P. Baumann, T. Hahn, J. Hubbuch, High-throughput Micro-scale Cultivations and Chromatography Modeling: Powerful Tools for Integrated Process Development, Biotechnol. Bioeng. (2015), DOI: 10.1002/bit.25630.

C. Ladd Effio, P. Baumann, P. Vormittag, C. Weigel, A. Middelberg, J. Hubbuch, Establishment of a High-throughput Platform for the Production of Virus-like Particles in E. coli, J. Biotechnol. (2015), DOI: 10.1016/j.jbiotec.2015.12.018.

P. Baumann, N. Bluthardt, S. Renner, H. Burghardt, A. Osberghaus, J. Hubbuch, Integrated development of up- and downstream processes supported by the Cherry-Tag for real-time tracking of stability and solubility of proteins, J. Biotechnol. (2015), DOI: 10.1016/j.jbiotec.2015.02.024.

Aqueous Two Phase Systems (ATPS)

ATPS represent a gentle way of biomolecule purification. Good scalablility, low cost and the possible integration of concentrating and purifying the target molecule within one process step are some of the advantages this technique can have over chromatography. Using a robotic platform, different ATPSs can be screened for their phase diagrams, phase volumes and distribution coefficient of biomolecules. Determining these values is critical for the evaluation of ATPS as a possible process step. The subsequent empirical process of multi parameter optimization can be done using a genetic algorithm. In studies with avidin from chicken egg white a purification factor of 5.7 with an avidin yield of 92% could be reached using an PEG/phosphate aqueous two-phase system, by using high-throughput techniques.





S. A. Oelmeier, F. Dismer, J. Hubbuch, Application of an aqueous two-phase systems high-throughput screening method to evaluate mAb HCP separation, Biotechnology and Bioengineering (2010), DOI: 10.1002/bit.22900.

P. Diederich, S. Amrhein, F. Hämmerling, J. Hubbuch, Evaluation of PEG/phosphate aqueous two-phase systems for the purification of the chicken egg white protein avidin by using high-throughput techniques, Chemical Engineering Science (2013), DOI: 10.1016/j.ces.2013.10.008.

C. Ladd Effio, L. Wenger, O. Ötes, S. A. Oelmeier, R. Kneusel, J. Hubbuch, Downstream processing of virus-like particles: Single-stage and multi-stage aqueous two-phase extraction, Journal of Chromatography A (2015), DOI: 10.1016/j.chroma.2015.01.007.

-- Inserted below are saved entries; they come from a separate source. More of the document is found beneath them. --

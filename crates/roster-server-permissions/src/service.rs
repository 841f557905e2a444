// Copyright (c) 2025 Geoffrey Huntley <ghuntley@ghuntley.com>. All rights reserved.
// SPDX-License-Identifier: Proprietary

//! Permission checks for request handlers.
//!
//! `can` and `explain` never fail: storage errors during a check are logged
//! and the check resolves denied. The impersonation flag is read from the
//! session store on every call and never cached.

use std::sync::Arc;

use roster_permissions_core::gate::blocks;
use roster_permissions_core::{
	check_and_resolve, Action, Actor, Decision, EffectivePermission, ImpersonationState, Module,
	PermissionCatalog, PermissionError, RoleGrants, SessionId, UserId, UserOverrides,
};
use tracing::{debug, error, instrument};

use crate::error::Result;
use crate::identity::IdentityProvider;
use crate::override_table::UserOverrideTable;
use crate::role_table::RolePermissionTable;
use crate::session::SessionStore;

/// Who is asking, and from which session.
#[derive(Debug, Clone, Copy, PartialEq, Eq)]
pub struct RequestContext {
	pub actor: Actor,
	/// `None` for requests outside an interactive session, which are never
	/// impersonating.
	pub session_id: Option<SessionId>,
}

impl RequestContext {
	pub fn new(actor: Actor) -> Self {
		Self {
			actor,
			session_id: None,
		}
	}

	pub fn with_session(mut self, session_id: SessionId) -> Self {
		self.session_id = Some(session_id);
		self
	}
}

pub struct PermissionService {
	pub(crate) roles: Arc<RolePermissionTable>,
	pub(crate) overrides: Arc<UserOverrideTable>,
	pub(crate) sessions: Arc<dyn SessionStore>,
	pub(crate) identity: Arc<dyn IdentityProvider>,
}

impl PermissionService {
	pub fn new(
		roles: Arc<RolePermissionTable>,
		overrides: Arc<UserOverrideTable>,
		sessions: Arc<dyn SessionStore>,
		identity: Arc<dyn IdentityProvider>,
	) -> Self {
		Self {
			roles,
			overrides,
			sessions,
			identity,
		}
	}

	pub fn roles(&self) -> &RolePermissionTable {
		&self.roles
	}

	pub fn overrides(&self) -> &UserOverrideTable {
		&self.overrides
	}

	pub fn sessions(&self) -> &dyn SessionStore {
		self.sessions.as_ref()
	}

	pub fn session_state(&self, ctx: &RequestContext) -> ImpersonationState {
		ctx.session_id
			.map(|id| self.sessions.get(id))
			.unwrap_or_default()
	}

	/// Whether the request may perform `module:action`.
	pub async fn can(&self, ctx: &RequestContext, module: Module, action: Action) -> bool {
		self.explain(ctx, module, action).await.allowed
	}

	/// The decision for `module:action` with its provenance.
	pub async fn explain(&self, ctx: &RequestContext, module: Module, action: Action) -> Decision {
		let session = self.session_state(ctx);
		self.evaluate(&ctx.actor, &session, module, action).await
	}

	/// Guard for mutating entry points: `Ok` when allowed, otherwise a
	/// [`PermissionError::Denied`] carrying the deciding source.
	pub async fn authorize(
		&self,
		ctx: &RequestContext,
		module: Module,
		action: Action,
	) -> std::result::Result<Decision, PermissionError> {
		let decision = self.explain(ctx, module, action).await;
		if decision.allowed {
			Ok(decision)
		} else {
			Err(PermissionError::Denied {
				module,
				action,
				decided_by: decision.source,
			})
		}
	}

	/// Gate, then resolve, loading grants only when the answer depends on
	/// them.
	#[instrument(
		skip(self, actor, session),
		fields(user_id = %actor.user_id, impersonating = session.is_impersonating, %module, %action)
	)]
	pub async fn evaluate(
		&self,
		actor: &Actor,
		session: &ImpersonationState,
		module: Module,
		action: Action,
	) -> Decision {
		let needs_tables = !blocks(session, module, action)
			&& !actor.has_super_admin_bypass()
			&& PermissionCatalog::global().is_valid(module, action);

		let decision = if needs_tables {
			match self.load(actor).await {
				Ok((role_grants, overrides)) => {
					check_and_resolve(session, actor, module, action, &role_grants, &overrides)
				}
				Err(e) => {
					error!(error = %e, "failed to load grants, denying");
					Decision::deny()
				}
			}
		} else {
			check_and_resolve(
				session,
				actor,
				module,
				action,
				&RoleGrants::new(),
				&UserOverrides::new(),
			)
		};

		debug!(allowed = decision.allowed, source = %decision.source, "permission decision");
		decision
	}

	/// The resolved decision of every catalog permission for `user_id`, as
	/// the user would see it outside impersonation.
	#[instrument(skip(self), fields(user_id = %user_id))]
	pub async fn list_effective_permissions(
		&self,
		user_id: UserId,
	) -> Result<Vec<EffectivePermission>> {
		let actor = self.identity.resolve_actor(user_id).await?;
		let (role_grants, overrides) = self.load(&actor).await?;
		let session = ImpersonationState::inactive();

		Ok(PermissionCatalog::global()
			.permissions()
			.iter()
			.map(|p| EffectivePermission {
				module: p.module,
				action: p.action,
				decision: check_and_resolve(
					&session,
					&actor,
					p.module,
					p.action,
					&role_grants,
					&overrides,
				),
			})
			.collect())
	}

	async fn load(&self, actor: &Actor) -> Result<(Arc<RoleGrants>, Arc<UserOverrides>)> {
		let (role_grants, overrides) = tokio::join!(
			self.roles.get(actor.role),
			self.overrides.get(actor.user_id)
		);
		Ok((role_grants?, overrides?))
	}
}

Precipitation of biomolecules is an alternative widely used column based purification steps in the biopharmaceutical industry. The preparative purification of biomolecules by precipitation is widely acknowledged as simple, cost efficient and easily scalable process step. The precipitation of proteins could either be used as initial capture step in the beginning of the purification or in the end for polishing or concentration of the target product. For process development plenty of parameters, like type and concentration of the precipitant as well as kinetic parameters could be measured and optimized. For the purity and yield of the product the resolubilization condition of the precipitated product becomes important. We optimize these process parameters for proteins like antibodies, virus like particles or inactivated viruses with the help of robot-assisted high throughput experiments in 96-well scale.  For Antibodies an HCP reduction of 93% could and product recovery of 93% in the same time could be reached.